In a procurement process, what we see is a waterfall list, a long laundry list of capabilities that are required on the day the RFP goes live. That list usually takes almost a year, if there's an RFI, through to the RFP. Really, most of the time when we see these RFPs, they're dated by the time they get posted, or they are actually asking for things that don't exist in the market or aren't functionally capable.

Oftentimes when we show them to users of such products in the government, they don't even know where they came from or why anyone would want those capabilities. The things they want are very specific. They have to navigate that through procurement services, where they actually list in a waterfall way what they want today, in a long laundry list, but they also know that it's going to evolve over time. Sometimes, frankly, they have to do what they know is wrong and say that they're picking things that will lead them to where they want to get to in six months.

I think there are a couple of really tangible things we can be doing. One is shortening the time, the length from information gathering through to procurement. Then, concurrently, we can be reducing the dollar amounts so that the risk isn't as high, and acknowledging how software is built—highly iterative, versioned—including opportunities to pitch road maps of technologies within the procurement process to the end-users and the technologists, not to the procurement people to be translated into jargon, but in the language that the end-users use them.

Also, then, there's understanding the landscape in a constant way. We have a procurement system that's highly responsive and not actually proactive in getting to the marketplace and understanding, first, what's out there, and second, what's possible within road maps and structures.

The last piece I'll say is that in the security phase, I think we need to do more assessment of companies and getting security clearance to the companies that have capabilities and can have capabilities in the future, so that they can work with government more hand in glove.

Sure.

Thank you.

It's a big question, and I'm not sure a short answer can do it.

Fine. If someone will send me the question, I'm more than happy to put it in writing.

Could you please repeat the question?

I'm not in a position to determine who should be investigated and for what. That's not something I'm confident to comment on.

Thanks for that really thoughtful question.

I'm not in the bio space, but I think the lessons I draw from experience dealing with similar organizations like DARPA in the U.S., on more of the law enforcement or national security side of technology versus the medical security side, is that we have to start being able to walk and chew gum. We need to understand that solving real problems that are societal problems is the best form of economic development. If we don't marry those two, we will lose some of our best companies.

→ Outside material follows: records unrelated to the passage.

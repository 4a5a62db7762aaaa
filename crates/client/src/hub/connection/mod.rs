//! Push transport seam.
//!
//! The hub never talks to a socket directly. A [`TransportFactory`] opens a
//! [`PushConnection`] and reports what happens on it through the
//! [`TransportEvents`] handle it was given. Events carry the generation of
//! the attempt that produced them, so reports from a connection the hub has
//! already abandoned are dropped.

use std::sync::Weak;

use async_trait::async_trait;
use draftsync_shared::EventEnvelope;

use super::HubShared;

mod websocket;

pub use websocket::WebSocketTransport;

/// Lifecycle of the hub's single connection slot.
#[derive(Debug, Clone, Copy, PartialEq, Eq)]
pub enum ConnectionPhase {
    /// No connection and no attempt in flight.
    Idle,
    /// Waiting for the auth token or for the transport to report open.
    Connecting,
    Open,
}

impl ConnectionPhase {
    pub fn is_connected(&self) -> bool {
        matches!(self, ConnectionPhase::Open)
    }

    pub fn is_connecting(&self) -> bool {
        matches!(self, ConnectionPhase::Connecting)
    }
}

/// Extra data handed to the transport for each attempt.
#[derive(Debug, Clone, Default, PartialEq, Eq)]
pub struct ConnectInit {
    pub auth_token: Option<String>,
    /// Resume hint from the last envelope seen. Best effort only.
    pub last_event_id: Option<String>,
}

/// Opens push connections.
pub trait TransportFactory: Send + Sync {
    fn connect(
        &self,
        url: &str,
        init: ConnectInit,
        events: TransportEvents,
    ) -> Box<dyn PushConnection>;
}

/// An open (or opening) push connection.
pub trait PushConnection: Send {
    /// Close the connection. Called with the hub's state locked, so it must
    /// not report back synchronously. Late reports after closing are
    /// harmless.
    fn close(&mut self);
}

/// Supplies the bearer token for each connection attempt.
#[async_trait]
pub trait AuthTokenSource: Send + Sync {
    async fn auth_token(&self) -> Option<String>;
}

/// Fixed token, or no token at all.
#[derive(Debug, Clone, Default)]
pub struct StaticToken(pub Option<String>);

#[async_trait]
impl AuthTokenSource for StaticToken {
    async fn auth_token(&self) -> Option<String> {
        self.0.clone()
    }
}

/// Handle a transport uses to report back to the hub that opened it.
#[derive(Clone)]
pub struct TransportEvents {
    hub: Weak<HubShared>,
    generation: u64,
}

impl TransportEvents {
    pub(crate) fn new(hub: Weak<HubShared>, generation: u64) -> Self {
        Self { hub, generation }
    }

    pub fn generation(&self) -> u64 {
        self.generation
    }

    /// The connection is established.
    pub fn opened(&self) {
        if let Some(hub) = self.hub.upgrade() {
            hub.handle_opened(self.generation);
        }
    }

    /// A raw text frame arrived.
    pub fn message(&self, frame: &str) {
        if let Some(hub) = self.hub.upgrade() {
            hub.handle_frame(self.generation, frame);
        }
    }

    /// An already decoded envelope arrived.
    pub fn envelope(&self, envelope: EventEnvelope) {
        if let Some(hub) = self.hub.upgrade() {
            hub.handle_envelope(self.generation, envelope);
        }
    }

    /// The remote side closed the connection.
    pub fn closed(&self) {
        if let Some(hub) = self.hub.upgrade() {
            hub.handle_failure(self.generation, "connection closed by remote");
        }
    }

    /// The connection failed or could not be established.
    pub fn failed(&self, reason: &str) {
        if let Some(hub) = self.hub.upgrade() {
            hub.handle_failure(self.generation, reason);
        }
    }
}

impl std::fmt::Debug for TransportEvents {
    fn fmt(&self, f: &mut std::fmt::Formatter<'_>) -> std::fmt::Result {
        f.debug_struct("TransportEvents")
            .field("generation", &self.generation)
            .finish()
    }
}
//! Shared wire types for the draftsync real-time layer.
//!
//! The push-event collaborator on the server produces [`EventEnvelope`]s;
//! the client crate consumes them.

pub mod error;
pub mod protocol;

pub use error::*;
pub use protocol::*;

I will say that, if we work with some of those types of agencies similar to DARPA in other jurisdictions, they become attempts to draw us away from Canada. If we don't mirror this.... This is not just saying we should be nice Canadians and support our companies. This is a matter of future prosperity and maintaining our standard of living in this country. This is how, in highly secure industries, development is being done, both in the public and private sector.

One of the questions I believe should be asked is “Should the hardware or any type of equipment be examined before going out into the field, as is done by some other Canadian entities?” CATSA, some of the transportation safety authorities and CBSA do examinations of hardware before it is deployed. That is definitely something that I believe the cybersecurity field should take into consideration for any future bids.